Beginning with the first line of the data below, set down each line exactly through the line that contains "query expression trees".

··· Listed records

//! A runtime entity mapping layer over schemaless document stores.
//!
//! This crate is the core of the entitylayer project and provides:
//!
//! - **Primitive conversions** ([`primitive`]) - Typed values to and from raw document primitives
//! - **Typed field keys** ([`key`]) - Shared field descriptors for the serializer and the query builder
//! - **Pack/unpack surface** ([`serialize`]) - Key-driven document readers and writers
//! - **Typed queries** ([`query`]) - Compile-time checked query expression trees
//! - **Backend abstraction** ([`backend`]) - The collection collaborator boundary
//! - **Identity pool** ([`pool`]) - Identity map and dirty-check cache
//! - **Entities** ([`entity`]) - Models, live handles and lifecycle hooks
//! - **References** ([`reference`]) - Lazy identity-based links between entities
//! - **Persistence context** ([`context`]) - Find/save/delete operation surfaces
//! - **Error handling** ([`error`]) - Error and result types
//!
//! # Example
//!
//! ```ignore
//! use entitylayer_core::{context::Context, entity::{Entity, Model}};
//! use bson::oid::ObjectId;
//!
//! struct Breed {
//!     id: ObjectId,
//!     name: String,
//! }
//!
//! impl Model for Breed {
//!     type Values = BreedValues;
//!     type Fields = BreedFields;
//!
//!     fn collection_name() -> &'static str {
//!         "breeds"
//!     }
//!
//!     // ...
//! }
//!
//! let context = Context::new(backend);
//! let breeds = context.collection::<Breed>();
//!
//! let entity = Entity::new(Breed { id: ObjectId::new(), name: "Siamese".into() });
//! breeds.save(&entity).await?;
//!
//! let found = breeds
//!     .find_one_with(|breed| breed.name().eq("Siamese"))
//!     .await?;
//! ```

#[allow(unused_extern_crates)]
extern crate self as entitylayer_core;

pub mod backend;
pub mod context;
pub mod entity;
pub mod error;
pub mod key;
pub mod pool;
pub mod primitive;
pub mod query;
pub mod reference;
pub mod serialize;

// Re-export BSON types for convenience (and for `string_enum!` expansion).
pub use bson;
//! Shared fixtures for the integration suites: a small cat-registry
//! schema mapped by hand, plus instrumented backend wrappers.

#![allow(dead_code)]

use std::sync::atomic::{AtomicU64, Ordering};

use async_trait::async_trait;
use bson::Bson;

use entitylayer::memory::MemoryBackend;
use entitylayer::prelude::*;

entitylayer::string_enum! {
    pub enum Country {
        UnitedStates => "unitedStates",
        Thailand => "thailand",
        Norway => "norway",
    }
}

// ---------------------------------------------------------------------------
// Breed
// ---------------------------------------------------------------------------

pub struct Breed {
    pub id: ObjectId,
    pub name: String,
    pub country: Country,
    pub motto: Option<String>,
}

impl Breed {
    pub const NAME: Key<String> = Key::new("name");
    pub const COUNTRY: Key<Country> = Key::new("country");
    pub const MOTTO: Key<String> = Key::new("motto");

    pub fn new(name: &str, country: Country) -> Self {
        Breed {
            id: ObjectId::new(),
            name: name.to_string(),
            country,
            motto: None,
        }
    }
}

pub struct BreedValues {
    pub name: Option<String>,
    pub country: Option<Country>,
    pub motto: Option<String>,
}

impl ModelValues for BreedValues {
    fn deserialize(document: &Document) -> MappingResult<Self> {
        let reader = DocumentReader::new(document);

        Ok(BreedValues {
            name: reader.read_optional(&Breed::NAME)?,
            country: reader.read_optional(&Breed::COUNTRY)?,
            motto: reader.read_optional(&Breed::MOTTO)?,
        })
    }
}

pub struct BreedFields {
    path: KeyPath,
}

impl BreedFields {
    pub fn name(&self) -> Key<String> {
        self.path.key("name")
    }

    pub fn country(&self) -> Key<Country> {
        self.path.key("country")
    }

    pub fn motto(&self) -> Key<String> {
        self.path.key("motto")
    }
}

impl ModelFields for BreedFields {
    fn scoped(path: KeyPath) -> Self {
        BreedFields { path }
    }
}

impl Model for Breed {
    type Values = BreedValues;
    type Fields = BreedFields;

    fn collection_name() -> &'static str {
        "breeds"
    }

    fn id(&self) -> ObjectId {
        self.id
    }

    fn serialize(&self) -> Document {
        let mut writer = DocumentWriter::new();
        writer
            .write(&Self::NAME, &self.name)
            .write(&Self::COUNTRY, &self.country)
            .write_optional(&Self::MOTTO, self.motto.as_ref());

        writer.finish()
    }

    fn deserialize(document: &Document) -> MappingResult<Self> {
        let reader = DocumentReader::new(document);

        Ok(Breed {
            id: reader.read(&IDENTITY_KEY)?,
            name: reader.read(&Self::NAME)?,
            country: reader.read(&Self::COUNTRY)?,
            motto: reader.read_optional(&Self::MOTTO)?,
        })
    }

    fn apply(&mut self, values: Self::Values) {
        if let Some(name) = values.name {
            self.name = name;
        }
        if let Some(country) = values.country {
            self.country = country;
        }
        if let Some(motto) = values.motto {
            self.motto = Some(motto);
        }
    }
}

// ---------------------------------------------------------------------------
// Profile (a nested composite value, inlined as a sub-document)
// ---------------------------------------------------------------------------

#[derive(Debug, Clone, PartialEq)]
pub struct Profile {
    pub city: String,
    pub indoor: bool,
}

impl Profile {
    pub const CITY: Key<String> = Key::new("city");
    pub const INDOOR: Key<bool> = Key::new("indoor");
}

impl Primitive for Profile {
    fn to_primitive(&self) -> Bson {
        let mut writer = DocumentWriter::new();
        writer
            .write(&Self::CITY, &self.city)
            .write(&Self::INDOOR, &self.indoor);

        Bson::Document(writer.finish())
    }

    fn from_primitive(value: Bson) -> MappingResult<Self> {
        let doc = Document::from_primitive(value)?;
        let reader = DocumentReader::new(&doc);

        Ok(Profile {
            city: reader.read(&Self::CITY)?,
            indoor: reader.read(&Self::INDOOR)?,
        })
    }
}

pub struct ProfileFields {
    path: KeyPath,
}

impl ProfileFields {
    pub fn city(&self) -> Key<String> {
        self.path.key("city")
    }

    pub fn indoor(&self) -> Key<bool> {
        self.path.key("indoor")
    }
}

impl ModelFields for ProfileFields {
    fn scoped(path: KeyPath) -> Self {
        ProfileFields { path }
    }
}

// ---------------------------------------------------------------------------
// Cat
// ---------------------------------------------------------------------------

#[derive(Debug)]
pub struct Cat {
    pub id: ObjectId,
    pub name: String,
    pub age: i64,
    pub breed: Reference<Breed>,
    pub profile: Profile,
    pub nicknames: Vec<String>,
}

impl Cat {
    pub const NAME: Key<String> = Key::new("name");
    pub const AGE: Key<i64> = Key::new("age");
    pub const BREED: Key<Reference<Breed>> = Key::new("breed");
    pub const PROFILE: Key<Profile> = Key::new("profile");
    pub const NICKNAMES: Key<Vec<String>> = Key::new("nicknames");

    pub fn new(name: &str, age: i64, breed: &Entity<Breed>) -> Self {
        Cat {
            id: ObjectId::new(),
            name: name.to_string(),
            age,
            breed: Reference::to(breed),
            profile: Profile { city: "Bangkok".to_string(), indoor: true },
            nicknames: Vec::new(),
        }
    }
}

pub struct CatValues {
    pub name: Option<String>,
    pub age: Option<i64>,
    pub breed: Option<Reference<Breed>>,
    pub profile: Option<Profile>,
    pub nicknames: Option<Vec<String>>,
}

impl ModelValues for CatValues {
    fn deserialize(document: &Document) -> MappingResult<Self> {
        let reader = DocumentReader::new(document);

        Ok(CatValues {
            name: reader.read_optional(&Cat::NAME)?,
            age: reader.read_optional(&Cat::AGE)?,
            breed: reader.read_optional(&Cat::BREED)?,
            profile: reader.read_optional(&Cat::PROFILE)?,
            nicknames: reader.read_optional(&Cat::NICKNAMES)?,
        })
    }
}

pub struct CatFields {
    path: KeyPath,
}

impl CatFields {
    pub fn name(&self) -> Key<String> {
        self.path.key("name")
    }

    pub fn age(&self) -> Key<i64> {
        self.path.key("age")
    }

    pub fn breed(&self) -> Key<Reference<Breed>> {
        self.path.key("breed")
    }

    pub fn profile(&self) -> ProfileFields {
        ProfileFields::scoped(self.path.child("profile"))
    }

    pub fn nicknames(&self) -> Key<Vec<String>> {
        self.path.key("nicknames")
    }
}

impl ModelFields for CatFields {
    fn scoped(path: KeyPath) -> Self {
        CatFields { path }
    }
}

impl Model for Cat {
    type Values = CatValues;
    type Fields = CatFields;

    fn collection_name() -> &'static str {
        "cats"
    }

    fn id(&self) -> ObjectId {
        self.id
    }

    fn serialize(&self) -> Document {
        let mut writer = DocumentWriter::new();
        writer
            .write(&Self::NAME, &self.name)
            .write(&Self::AGE, &self.age)
            .write(&Self::BREED, &self.breed)
            .write(&Self::PROFILE, &self.profile)
            .write(&Self::NICKNAMES, &self.nicknames);

        writer.finish()
    }

    fn deserialize(document: &Document) -> MappingResult<Self> {
        let reader = DocumentReader::new(document);

        Ok(Cat {
            id: reader.read(&IDENTITY_KEY)?,
            name: reader.read(&Self::NAME)?,
            age: reader.read(&Self::AGE)?,
            breed: reader.read(&Self::BREED)?,
            profile: reader.read(&Self::PROFILE)?,
            nicknames: reader.read_optional(&Self::NICKNAMES)?.unwrap_or_default(),
        })
    }

    fn apply(&mut self, values: Self::Values) {
        if let Some(name) = values.name {
            self.name = name;
        }
        if let Some(age) = values.age {
            self.age = age;
        }
        if let Some(breed) = values.breed {
            self.breed = breed;
        }
        if let Some(profile) = values.profile {
            self.profile = profile;
        }
        if let Some(nicknames) = values.nicknames {
            self.nicknames = nicknames;
        }
    }
}

// ---------------------------------------------------------------------------
// Instrumented backend wrappers
// ---------------------------------------------------------------------------

/// Delegates to a [`MemoryBackend`] while counting the writes issued,
/// so tests can observe whether a save actually reached storage.
#[derive(Debug, Default)]
pub struct CountingBackend {
    inner: MemoryBackend,
    writes: AtomicU64,
}

impl CountingBackend {
    pub fn new() -> Self {
        Self::default()
    }

    /// Number of update/replace calls issued so far.
    pub fn writes(&self) -> u64 {
        self.writes.load(Ordering::SeqCst)
    }
}

#[async_trait]
impl CollectionBackend for CountingBackend {
    async fn insert(&self, collection: &str, document: Document) -> MappingResult<()> {
        self.inner.insert(collection, document).await
    }

    async fn find_one(&self, collection: &str, query: Query) -> MappingResult<Option<Document>> {
        self.inner.find_one(collection, query).await
    }

    async fn find(&self, collection: &str, query: Query) -> MappingResult<DocumentStream> {
        self.inner.find(collection, query).await
    }

    async fn count(&self, collection: &str, query: Query) -> MappingResult<u64> {
        self.inner.count(collection, query).await
    }

    async fn update(
        &self,
        collection: &str,
        query: Query,
        replacement: Document,
        upsert: bool,
    ) -> MappingResult<UpdateOutcome> {
        self.writes.fetch_add(1, Ordering::SeqCst);
        self.inner
            .update(collection, query, replacement, upsert)
            .await
    }

    async fn remove(&self, collection: &str, query: Query) -> MappingResult<RemoveOutcome> {
        self.inner.remove(collection, query).await
    }
}

/// Delegates to a [`MemoryBackend`] but fails every removal keyed to one
/// designated identity, for exercising partial bulk-remove failures.
#[derive(Debug)]
pub struct FailingRemoveBackend {
    inner: MemoryBackend,
    poisoned: ObjectId,
}

impl FailingRemoveBackend {
    pub fn new(poisoned: ObjectId) -> Self {
        Self { inner: MemoryBackend::new(), poisoned }
    }

    fn targets_poisoned(&self, query: &Query) -> bool {
        matches!(
            &query.filter,
            Some(Expr::Field { value: Bson::ObjectId(id), .. }) if *id == self.poisoned
        )
    }
}

#[async_trait]
impl CollectionBackend for FailingRemoveBackend {
    async fn insert(&self, collection: &str, document: Document) -> MappingResult<()> {
        self.inner.insert(collection, document).await
    }

    async fn find_one(&self, collection: &str, query: Query) -> MappingResult<Option<Document>> {
        self.inner.find_one(collection, query).await
    }

    async fn find(&self, collection: &str, query: Query) -> MappingResult<DocumentStream> {
        self.inner.find(collection, query).await
    }

    async fn count(&self, collection: &str, query: Query) -> MappingResult<u64> {
        self.inner.count(collection, query).await
    }

    async fn update(
        &self,
        collection: &str,
        query: Query,
        replacement: Document,
        upsert: bool,
    ) -> MappingResult<UpdateOutcome> {
        self.inner
            .update(collection, query, replacement, upsert)
            .await
    }

    async fn remove(&self, collection: &str, query: Query) -> MappingResult<RemoveOutcome> {
        if self.targets_poisoned(&query) {
            return Err(MappingError::Backend("simulated removal failure".to_string()));
        }

        self.inner.remove(collection, query).await
    }
}
//! Error types and result types for entity mapping operations.
//!
//! This module provides error handling for the whole mapping layer.
//! Use [`MappingResult<T>`] as the return type for fallible operations.

use bson::error::Error as BsonError;
use bson::oid::ObjectId;
use thiserror::Error;

/// Represents all possible errors that can occur while mapping entities
/// to and from raw documents.
///
/// Every variant is locally recoverable by the caller; nothing in this
/// core treats an error as process-fatal.
#[derive(Error, Debug)]
pub enum MappingError {
    /// A required field was absent from the document.
    #[error("missing value for key `{key}`")]
    MissingValue {
        /// The wire name of the absent field.
        key: String,
    },
    /// A field was present but its stored primitive did not match the
    /// expected shape or type.
    #[error("missing or invalid value for key `{key}`, expected {expected}")]
    MissingOrInvalidValue {
        /// The wire name of the offending field.
        key: String,
        /// A short description of the expected primitive shape.
        expected: &'static str,
    },
    /// The document as a whole does not match the expected container shape
    /// for the target entity type.
    #[error("cannot deserialize a `{collection}` document: {reason}")]
    CannotDeserialize {
        /// Collection name of the target entity type.
        collection: &'static str,
        /// What went wrong.
        reason: String,
    },
    /// A string tag did not name any case of a closed enumeration.
    #[error("unknown case `{tag}` for enumeration `{name}`")]
    EnumCaseNotFound {
        /// The enumeration's type name.
        name: &'static str,
        /// The unrecognized wire tag.
        tag: String,
    },
    /// A reference descriptor did not resolve to a stored entity.
    #[error("broken reference to collection `{collection}` id {id}")]
    BrokenReference {
        /// Collection the descriptor pointed into.
        collection: String,
        /// Identity the descriptor carried.
        id: ObjectId,
    },
    /// One or more individual deletions failed during a bulk remove.
    ///
    /// Carries every (identity, error) pair so no failure hides another.
    #[error("failed to delete {} of the matched entities", .0.len())]
    DeletingMultiple(Vec<(ObjectId, MappingError)>),
    /// An operation was attempted on an entity handle whose `delete()` has
    /// already completed.
    #[error("entity {0} was deleted, operation refused")]
    EntityDeleted(ObjectId),
    /// Raw document serialization failed (BSON encoding).
    #[error("serialization error: {0}")]
    Serialization(String),
    /// The collection collaborator reported a failure.
    #[error("backend error: {0}")]
    Backend(String),
}

/// A specialized `Result` type for entity mapping operations.
pub type MappingResult<T> = Result<T, MappingError>;

impl From<BsonError> for MappingError {
    fn from(err: BsonError) -> Self {
        MappingError::Serialization(err.to_string())
    }
}

impl MappingError {
    /// Stamps a wire key onto an error raised below the key level.
    ///
    /// Primitive conversions do not know which document key they are being
    /// decoded for; the reader attaches it here. Errors that already carry
    /// their own identity (enum tags, broken references) pass through
    /// untouched.
    pub(crate) fn at_key(self, key: &str) -> Self {
        match self {
            MappingError::MissingOrInvalidValue { expected, .. } => {
                MappingError::MissingOrInvalidValue { key: key.to_string(), expected }
            }
            MappingError::MissingValue { .. } => {
                MappingError::MissingValue { key: key.to_string() }
            }
            other => other,
        }
    }

    /// Shorthand for a shape-mismatch error before the key is known.
    pub(crate) fn invalid(expected: &'static str) -> Self {
        MappingError::MissingOrInvalidValue { key: String::new(), expected }
    }
}
//! Convenient re-exports of commonly used types from entitylayer.
//!
//! Import this prelude module to quickly access the most frequently used
//! types and traits without needing to import from multiple sub-modules:
//!
//! ```ignore
//! use entitylayer::prelude::*;
//! ```

pub use entitylayer_core::{
    backend::{CollectionBackend, DocumentStream, RemoveOutcome, UpdateOutcome},
    context::{Context, EntityCollection, EntityStream, SaveOutcome},
    entity::{Entity, EntityState, Model, ModelValues},
    error::{MappingError, MappingResult},
    key::{IDENTITY_KEY, Key, KeyPath, ModelFields},
    pool::{ContentHash, EntityPool},
    primitive::{MapKey, OrderedValue, Primitive},
    query::{Expr, FieldOp, Query, QueryBuilder, QueryVisitor, Sort, SortDirection},
    reference::{Reference, ReferenceDescriptor, ReferenceSet},
    serialize::{DocumentReader, DocumentWriter},
    string_enum,
};

pub use bson::Document;
pub use bson::oid::ObjectId;
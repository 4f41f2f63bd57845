//! Record table loading.
//!
//! The table is the OWID layout: a header row naming at least `iso_code`,
//! `location`, `date` and `total_cases_per_million`. Other columns are
//! ignored and may appear in any order.
//!
//! # Example CSV
//! ```text
//! iso_code,continent,location,date,total_cases,total_cases_per_million
//! FRA,Europe,France,2021-01-01,2697014,41321.7
//! OWID_EUR,,Europe,2021-01-01,,
//! ```

use crate::record::Record;
use anyhow::{Context, Result};

/// Deserialize records from a CSV string.
pub fn load_records(csv_data: &str) -> Result<Vec<Record>> {
    let mut rdr = csv::ReaderBuilder::new()
        .has_headers(true)
        .flexible(true)
        .from_reader(csv_data.as_bytes());

    let mut records = Vec::new();
    let mut missing_metric = 0u32;
    for (row, result) in rdr.deserialize::<Record>().enumerate() {
        let record = result.with_context(|| format!("Failed to parse record row {}", row + 1))?;
        if record.total_cases_per_million.is_none() {
            missing_metric += 1;
        }
        records.push(record);
    }
    log::info!(
        "loader: Loaded {} records, {} without a numeric metric",
        records.len(),
        missing_metric
    );
    Ok(records)
}

#[cfg(test)]
mod tests {
    use super::*;

    #[test]
    fn test_load_records_ignores_extra_columns() {
        let csv = "iso_code,continent,location,date,total_cases,total_cases_per_million\n\
                   FRA,Europe,France,2021-01-01,2697014,41321.7\n\
                   OWID_EUR,,Europe,2021-01-01,,\n\
                   DEU,Europe,Germany,2021-01-02,1,oops\n";
        let records = load_records(csv).unwrap();
        assert_eq!(records.len(), 3);
        assert_eq!(records[0].iso_code, "FRA");
        assert_eq!(records[0].location, "France");
        assert_eq!(records[0].total_cases_per_million, Some(41321.7));
        assert!(records[1].is_aggregate());
        assert_eq!(records[1].total_cases_per_million, None);
        assert_eq!(records[2].total_cases_per_million, None);
    }

    #[test]
    fn test_load_records_missing_metric_column() {
        let csv = "iso_code,location,date\nFRA,France,2021-01-01\n";
        let records = load_records(csv).unwrap();
        assert_eq!(records[0].total_cases_per_million, None);
    }

    #[test]
    fn test_load_records_missing_required_column() {
        let csv = "iso_code,date\nFRA,2021-01-01\n";
        assert!(load_records(csv).is_err());
    }

    #[test]
    fn test_load_records_empty() {
        assert!(load_records("").unwrap().is_empty());
    }
}
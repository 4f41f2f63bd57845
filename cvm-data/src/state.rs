//! Application state shared by the map and the chart.
//!
//! `ApplicationState` is created once at startup and lives for the page
//! session. Both views receive it by reference; the selection list is only
//! changed through [`ApplicationState::select_location`] and
//! [`ApplicationState::clear_selection`].

use crate::record::Record;
use cvm_geo::BoundaryFeature;

#[derive(Debug, Clone, Default, PartialEq)]
pub struct ApplicationState {
    records: Vec<Record>,
    boundaries: Vec<BoundaryFeature>,
    /// Selected location identifiers, in insertion order.
    selected_locations: Vec<String>,
}

impl ApplicationState {
    pub fn new(records: Vec<Record>, boundaries: Vec<BoundaryFeature>) -> Self {
        Self {
            records,
            boundaries,
            selected_locations: Vec::new(),
        }
    }

    pub fn records(&self) -> &[Record] {
        &self.records
    }

    pub fn boundaries(&self) -> &[BoundaryFeature] {
        &self.boundaries
    }

    pub fn selected_locations(&self) -> &[String] {
        &self.selected_locations
    }

    pub fn is_selected(&self, location_id: &str) -> bool {
        self.selected_locations.iter().any(|s| s == location_id)
    }

    /// Append a location to the selection.
    pub fn select_location(&mut self, location_id: impl Into<String>) {
        self.selected_locations.push(location_id.into());
    }

    /// Empty the selection, returning what was selected.
    pub fn clear_selection(&mut self) -> Vec<String> {
        std::mem::take(&mut self.selected_locations)
    }
}

#[cfg(test)]
mod tests {
    use super::*;
    use geo::MultiPolygon;

    #[test]
    fn test_selection_is_insertion_ordered() {
        let mut state = ApplicationState::default();
        state.select_location("FRA");
        state.select_location("DEU");
        assert_eq!(state.selected_locations(), ["FRA", "DEU"]);
        assert!(state.is_selected("DEU"));
        assert!(!state.is_selected("ITA"));
    }

    #[test]
    fn test_clear_selection_returns_previous() {
        let mut state = ApplicationState::new(
            vec![Record::new("France", "FRA", "2021-01-01", Some(1.0))],
            vec![BoundaryFeature::new("FRA", MultiPolygon::new(vec![]))],
        );
        state.select_location("FRA");
        assert_eq!(state.clear_selection(), vec!["FRA".to_string()]);
        assert!(state.selected_locations().is_empty());
        assert_eq!(state.records().len(), 1);
        assert_eq!(state.boundaries().len(), 1);
    }
}
//! DOM lookups through `web-sys`.

use cvm_view::layout::{parse_px, ContainerSize};
use wasm_bindgen::JsValue;

/// Rendered size of the element with the given id, read from its computed
/// style. `None` when the element does not exist or has no pixel size.
pub fn container_size(id: &str) -> Option<ContainerSize> {
    let window = web_sys::window()?;
    let element = window.document()?.get_element_by_id(id)?;
    let style = match window.get_computed_style(&element) {
        Ok(style) => style?,
        Err(e) => {
            log::warn!("js_bridge: no computed style for #{}: {}", id, describe(&e));
            return None;
        }
    };
    let width = parse_px(&style.get_property_value("width").ok()?)?;
    let height = parse_px(&style.get_property_value("height").ok()?)?;
    Some(ContainerSize { width, height })
}

fn describe(err: &JsValue) -> String {
    err.as_string().unwrap_or_else(|| format!("{:?}", err))
}
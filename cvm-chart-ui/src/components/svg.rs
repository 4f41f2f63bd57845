//! SVG rendering of scene elements.
//!
//! Axes follow the usual d3 axis markup: a `domain` path plus one `tick`
//! group per tick holding a 6px line and its label.

use cvm_view::surface::{AxisElement, AxisOrient, Element as SceneElement, LayerContent, LegendElement, PathElement};
use dioxus::prelude::*;

const TICK_SIZE: f64 = 6.0;
const TICK_PADDING: f64 = 3.0;

/// Attribute values of a path, with SVG defaults filled in.
pub(crate) struct PathAttrs {
    pub d: String,
    pub class: String,
    pub fill: String,
    pub stroke: String,
    pub stroke_width: String,
}

impl From<&PathElement> for PathAttrs {
    fn from(p: &PathElement) -> Self {
        Self {
            d: p.d.clone(),
            class: p.class_attr(),
            fill: p.fill.clone().unwrap_or_else(|| "none".to_string()),
            stroke: p.stroke.clone().unwrap_or_else(|| "none".to_string()),
            stroke_width: p.stroke_width.unwrap_or(1.0).to_string(),
        }
    }
}

fn path_node(p: &PathElement) -> Element {
    let attrs = PathAttrs::from(p);
    let id = p.dom_id().map(str::to_string);
    rsx! {
        path {
            id: id,
            class: "{attrs.class}",
            d: "{attrs.d}",
            fill: "{attrs.fill}",
            stroke: "{attrs.stroke}",
            stroke_width: "{attrs.stroke_width}",
        }
    }
}

fn axis_node(axis: &AxisElement) -> Element {
    let (tx, ty) = axis.translate;
    let (r0, r1) = axis.range;
    let ticks: Vec<(f64, String)> = axis
        .ticks
        .iter()
        .map(|t| (t.offset, t.label.clone()))
        .collect();
    let label_gap = TICK_SIZE + TICK_PADDING;

    match axis.orient {
        AxisOrient::Bottom => rsx! {
            g {
                class: "text",
                transform: "translate({tx},{ty})",
                fill: "none",
                font_size: "10",
                font_family: "sans-serif",
                text_anchor: "middle",
                path { class: "domain", stroke: "currentColor", d: "M{r0},{TICK_SIZE}V0H{r1}V{TICK_SIZE}" }
                for (offset, label) in ticks {
                    g {
                        class: "tick",
                        transform: "translate({offset},0)",
                        line { stroke: "currentColor", y2: "{TICK_SIZE}" }
                        text { fill: "currentColor", y: "{label_gap}", dy: "0.71em", "{label}" }
                    }
                }
            }
        },
        AxisOrient::Left => rsx! {
            g {
                transform: "translate({tx},{ty})",
                fill: "none",
                font_size: "10",
                font_family: "sans-serif",
                text_anchor: "end",
                path { class: "domain", stroke: "currentColor", d: "M-{TICK_SIZE},{r0}H0V{r1}H-{TICK_SIZE}" }
                for (offset, label) in ticks {
                    g {
                        class: "tick",
                        transform: "translate(0,{offset})",
                        line { stroke: "currentColor", x2: "-{TICK_SIZE}" }
                        text { fill: "currentColor", x: "-{label_gap}", dy: "0.32em", "{label}" }
                    }
                }
            }
        },
    }
}

fn legend_node(legend: &LegendElement) -> Element {
    let gradient_id = legend.gradient_id.clone();
    let stops: Vec<(f64, String)> = legend
        .stops
        .iter()
        .map(|s| (s.offset, s.color.clone()))
        .collect();
    let labels: Vec<(f64, f64, String)> = legend
        .labels
        .iter()
        .map(|l| (l.x, l.y, l.text.clone()))
        .collect();
    let (x, y, width, height) = (legend.x, legend.y, legend.width, legend.height);

    rsx! {
        defs {
            linearGradient {
                id: "{gradient_id}",
                x1: "0%",
                y1: "0%",
                x2: "100%",
                y2: "0%",
                for (offset, color) in stops {
                    stop {
                        offset: "{offset}%",
                        style: "stop-color: {color}; stop-opacity: 1",
                    }
                }
            }
        }
        rect {
            x: "{x}",
            y: "{y}",
            width: "{width}",
            height: "{height}",
            style: "fill: url(#{gradient_id})",
        }
        for (lx, ly, label) in labels {
            text { x: "{lx}", y: "{ly}", "{label}" }
        }
    }
}

/// A scene element without event handlers.
pub(crate) fn static_node(element: &SceneElement) -> Element {
    match element {
        SceneElement::Path(p) => path_node(p),
        SceneElement::Axis(a) => axis_node(a),
        SceneElement::Legend(l) => legend_node(l),
    }
}

/// A chart layer: an svg of the frame's size with the elements inside a
/// group offset by the margins. Empty when nothing is drawn.
pub(crate) fn layer_svg(content: Option<&LayerContent>) -> Element {
    let Some(content) = content else {
        return rsx! {};
    };
    let Some(frame) = content.frame else {
        return rsx! {};
    };
    let (ox, oy) = frame.offset;
    rsx! {
        svg {
            width: "{frame.width}",
            height: "{frame.height}",
            g {
                transform: "translate({ox},{oy})",
                {content.elements.iter().map(static_node)}
            }
        }
    }
}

······

[Solution for this task]:
//! A runtime entity mapping layer over schemaless document stores.
//!
//! This crate is the core of the entitylayer project and provides:
//!
//! - **Primitive conversions** ([`primitive`]) - Typed values to and from raw document primitives
//! - **Typed field keys** ([`key`]) - Shared field descriptors for the serializer and the query builder
//! - **Pack/unpack surface** ([`serialize`]) - Key-driven document readers and writers
//! - **Typed queries** ([`query`]) - Compile-time checked query expression trees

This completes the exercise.